Factory in Mymensingh, Bangladesh. NYU Stern BHR/Flickr. (CC 2.0 by-nc)
Desde la crisis financiera, la recuperación parcial de la rentabilidad de las empresas se ha sostenido a costa de trabajadoras y trabajadores de todo el mundo. En el Reino Unido, la mejora de las tasas de contratación ha sido un proceso paralelo al empeoramiento de las condiciones salariales. En el exterior, los países que albergan centros internacionales de fabricación intensiva han sido testigos del endurecimiento de los regímenes laborales. Es natural que en este escenario hayan proliferado los desastres industriales y los escándalos de explotación.

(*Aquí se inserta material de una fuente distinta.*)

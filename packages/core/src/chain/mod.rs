//! Per-chain RPC access.
//!
//! The controller only needs two things from a chain: its current head
//! height and the fee snapshot of a given block. [`ChainClient`] is that
//! seam; [`RpcChainClient`] is the JSON-RPC implementation used in
//! production.

use std::collections::BTreeMap;
use std::sync::Arc;

use async_trait::async_trait;

use crate::error::ChainError;
use crate::types::BlockFee;

pub mod retry;
pub mod rpc;

pub use rpc::RpcChainClient;

/// Read access to one chain.
#[async_trait]
pub trait ChainClient: Send + Sync {
    /// Current head block height.
    async fn current_height(&self) -> Result<u64, ChainError>;

    /// Timestamp and fee data of the block at `height`.
    async fn fee_at(&self, height: u64) -> Result<BlockFee, ChainError>;

    /// Timestamp of the block at `height`. Blocks older than the fee market
    /// have no base fee, so implementations should override this when they
    /// can read a timestamp without one.
    async fn block_timestamp(&self, height: u64) -> Result<i64, ChainError> {
        self.fee_at(height).await.map(|block| block.timestamp)
    }
}

/// Configured chains, keyed by slug. Iteration order is the slug order and
/// is the order the poller visits chains in.
#[derive(Clone, Default)]
pub struct ChainRegistry {
    chains: BTreeMap<String, Arc<dyn ChainClient>>,
}

impl ChainRegistry {
    pub fn new() -> Self {
        Self::default()
    }

    pub fn with_chain(mut self, slug: impl Into<String>, client: Arc<dyn ChainClient>) -> Self {
        self.insert(slug, client);
        self
    }

    pub fn insert(&mut self, slug: impl Into<String>, client: Arc<dyn ChainClient>) {
        self.chains.insert(slug.into(), client);
    }

    pub fn get(&self, slug: &str) -> Result<&Arc<dyn ChainClient>, ChainError> {
        self.chains
            .get(slug)
            .ok_or_else(|| ChainError::UnknownChain(slug.to_string()))
    }

    pub fn slugs(&self) -> impl Iterator<Item = &str> {
        self.chains.keys().map(String::as_str)
    }

    pub fn len(&self) -> usize {
        self.chains.len()
    }
}
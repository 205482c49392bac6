//! Exponential backoff with jitter for RPC calls.

use std::future::Future;
use std::time::Duration;

use rand::Rng;

#[derive(Debug, Clone, Copy)]
pub struct RetryPolicy {
    /// Total attempts, including the first one.
    pub max_attempts: u32,
    pub base_delay: Duration,
    pub max_delay: Duration,
}

impl Default for RetryPolicy {
    fn default() -> Self {
        Self {
            max_attempts: 3,
            base_delay: Duration::from_millis(250),
            max_delay: Duration::from_secs(5),
        }
    }
}

impl RetryPolicy {
    /// Delay before retry number `attempt` (1-based): `base * 2^(attempt-1)`,
    /// capped at `max_delay`, plus up to 50% random jitter.
    pub fn delay_for(&self, attempt: u32) -> Duration {
        let exp = self
            .base_delay
            .saturating_mul(2u32.saturating_pow(attempt.saturating_sub(1)))
            .min(self.max_delay);
        let jitter_ms = exp.as_millis() as u64 / 2;
        let jitter = if jitter_ms == 0 {
            0
        } else {
            rand::thread_rng().gen_range(0..=jitter_ms)
        };
        exp + Duration::from_millis(jitter)
    }

    /// Runs `op` until it succeeds, `should_retry` rejects its error, or the
    /// attempts run out. The last error is returned.
    pub async fn run<T, E, F, Fut>(
        &self,
        mut op: F,
        should_retry: impl Fn(&E) -> bool,
    ) -> Result<T, E>
    where
        F: FnMut() -> Fut,
        Fut: Future<Output = Result<T, E>>,
        E: std::fmt::Display,
    {
        let mut attempt = 1;
        loop {
            match op().await {
                Ok(value) => return Ok(value),
                Err(err) if attempt < self.max_attempts && should_retry(&err) => {
                    let delay = self.delay_for(attempt);
                    tracing::warn!(
                        "RPC attempt {}/{} failed: {}; retrying in {:?}",
                        attempt,
                        self.max_attempts,
                        err,
                        delay
                    );
                    tokio::time::sleep(delay).await;
                    attempt += 1;
                }
                Err(err) => return Err(err),
            }
        }
    }
}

En este contexto, el término «esclavitud moderna» se utiliza cada vez más en los medios de comunicación y círculos políticos de forma más o menos precisa para reflejar la tremenda explotación que se da en las cadenas de distribución globales. En lo referente a la industria textil, los debates sobre la «nueva» esclavitud se remontan a la década de los 90 y se intensificaron tras el desastre de Rana Plaza en 2013. ¿Pero hasta qué punto es eficaz el término «esclavitud moderna» y qué otras categorías de análisis podrían utilizarse en su lugar?